Levy lists out some of the good practices followed by Southern European countries, which have a track record of delivering large projects on time and within budget. While he discusses in the context of metro rail systems, these principles apply to infrastructure projects in general. 

  • Technical scoring: infrastructure contracts must be awarded primarily on the technical score of the proposal (50-80% of the weight of the contract) and not on the cost (maximum 50%, ideally about 30%)

  • Itemized costs: contracts must have a bill of items, priced based on transparent lists produced by the state, with change orders using the same itemized list to reduce conflict

  • Separation of design and construction into two contracts (design-bid-build), rather than bundling into design-build contracts

  • Public-sector planning, with the decisions on the type of project and technology made before any designers are contracted

  • Flexibility for the builders to vary from the design, so that in practice the design only covers 60-80% of the design, as 100% design is impossible underground until one starts digging

  • Moderate-size contracts (tens of millions of dollars or euros to very low hundreds), to allow more contractors to compete

  • Limited use of consultants, or, if consultants are used, regular public-sector supervision

The orthodoxy on infrastructure project management today is characterised by certain core principles drawn from management theories - efficiency maximisation (bundling of design and construction), life-cycle cost approach (bundling of construction and O&M), private sector efficiencies (PPPs and long-term concessions), outsourcing services to professional experts (PMCs, IEs), etc. Levy attributes this dominance of modern management theories to the soft power of “English-speaking multinational consultants with extensive experience in megaprojects” and the belief that they knew better than the continental European state. 

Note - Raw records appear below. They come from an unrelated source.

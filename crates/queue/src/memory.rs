//! In-process queue adapter.
//!
//! Backs local development without Redis and the worker test suite. Delivery,
//! retry, and retention semantics match the Redis adapter; durability across
//! process restarts is the only difference.

use std::sync::{Arc, Mutex};

use async_trait::async_trait;
use common::OrderJob;
use tokio::sync::{mpsc, watch, Semaphore};
use tracing::debug;

use crate::error::{QueueError, Result};
use crate::{process_with_retries, JobHandler, OrderQueue, RetryPolicy};

pub struct MemoryQueue {
    tx: mpsc::UnboundedSender<OrderJob>,
    rx: Mutex<Option<mpsc::UnboundedReceiver<OrderJob>>>,
    policy: RetryPolicy,
    completed: Mutex<Vec<OrderJob>>,
    dead: Mutex<Vec<OrderJob>>,
}

impl MemoryQueue {
    pub fn new(policy: RetryPolicy) -> Self {
        let (tx, rx) = mpsc::unbounded_channel();
        Self {
            tx,
            rx: Mutex::new(Some(rx)),
            policy,
            completed: Mutex::new(Vec::new()),
            dead: Mutex::new(Vec::new()),
        }
    }

    /// Jobs that ran to completion, kept for inspection.
    pub fn completed(&self) -> Vec<OrderJob> {
        self.completed.lock().expect("queue lock poisoned").clone()
    }

    /// Jobs that exhausted their attempts.
    pub fn dead_letters(&self) -> Vec<OrderJob> {
        self.dead.lock().expect("queue lock poisoned").clone()
    }
}

impl Default for MemoryQueue {
    fn default() -> Self {
        Self::new(RetryPolicy::default())
    }
}

#[async_trait]
impl OrderQueue for MemoryQueue {
    async fn enqueue(&self, job: &OrderJob) -> Result<()> {
        self.tx
            .send(job.clone())
            .map_err(|_| QueueError::Closed("queue consumer dropped".into()))
    }

    async fn run(
        self: Arc<Self>,
        handler: Arc<dyn JobHandler>,
        concurrency: usize,
        mut shutdown: watch::Receiver<bool>,
    ) -> Result<()> {
        let mut rx = self
            .rx
            .lock()
            .expect("queue lock poisoned")
            .take()
            .ok_or_else(|| QueueError::Closed("consumer already running".into()))?;

        let concurrency = concurrency.max(1);
        let semaphore = Arc::new(Semaphore::new(concurrency));
        loop {
            tokio::select! {
                _ = shutdown.changed() => break,
                received = rx.recv() => {
                    let Some(job) = received else { break };
                    let permit = semaphore
                        .clone()
                        .acquire_owned()
                        .await
                        .map_err(|_| QueueError::Closed("semaphore closed".into()))?;
                    let handler = handler.clone();
                    let queue = self.clone();
                    tokio::spawn(async move {
                        let _permit = permit;
                        debug!(order_id = %job.order_id, "dequeued job");
                        let (job, ok) = process_with_retries(&handler, job, &queue.policy).await;
                        let bucket = if ok { &queue.completed } else { &queue.dead };
                        bucket.lock().expect("queue lock poisoned").push(job);
                    });
                }
            }
        }

        // Wait for in-flight jobs to finish.
        let _ = semaphore.acquire_many(concurrency as u32).await;
        Ok(())
    }
}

As I have blogged on numerous occasions (and written in detail here), contrary to conventional wisdom, it’s technically prudent to separate design and construction in most cases, though with some significant design flexibility during the construction phase; it is financially prudent to separate construction and O&M, so that the O&M contractor does not bear any construction risk; it is cheaper to construct with public finance and then do concessions; and leverage and PPPs must be used only where there are private sector efficiencies to be had and never merely as a means to address fiscal constraintsand avoid large upfront costs. 

A very important, and under-appreciated, aspect is that of effective contract management by the government entity. It’s not uncommon for the consultants employed for the project, including the IE or the third-party quality audit firm, to be captured by the project developer. Given the financial stakes involved, the political economy of infrastructure construction, and the tightly knit ecosystem involving the project developers, consultants, IEs, and other service suppliers, the incentives are strongly aligned to collude at the margins. Strict internal supervision and monitoring become essential to address this problem.

Fortunately, the use of IT applications makes it possible to significantly increase the quality of oversight and remote monitoring of large projects. However, this must go beyond mere videography, biometric attendance, location tracking, GIS mapping, data acquisition systems, and so on, and involve deep data analytics of the data so captured to identify outliers and trends of systematic manipulation. Getting this done and effectively using it to enforce contract and execution discipline is deeply dependent on internal capabilities. 

An important takeaway here is the capabilities of the internal project team and the autonomy given to them. Perhaps the most important requirement for the success of any large project delivery is ensuring that the project team is adequately staffed with engineers, planners, and leaders who are competent and have high integrity. Any relaxation on this, especially in important positions, is a recipe for certain failure. Nothing is more important than this requirement. Unfortunately, this is often the area where governments tend to compromise the most.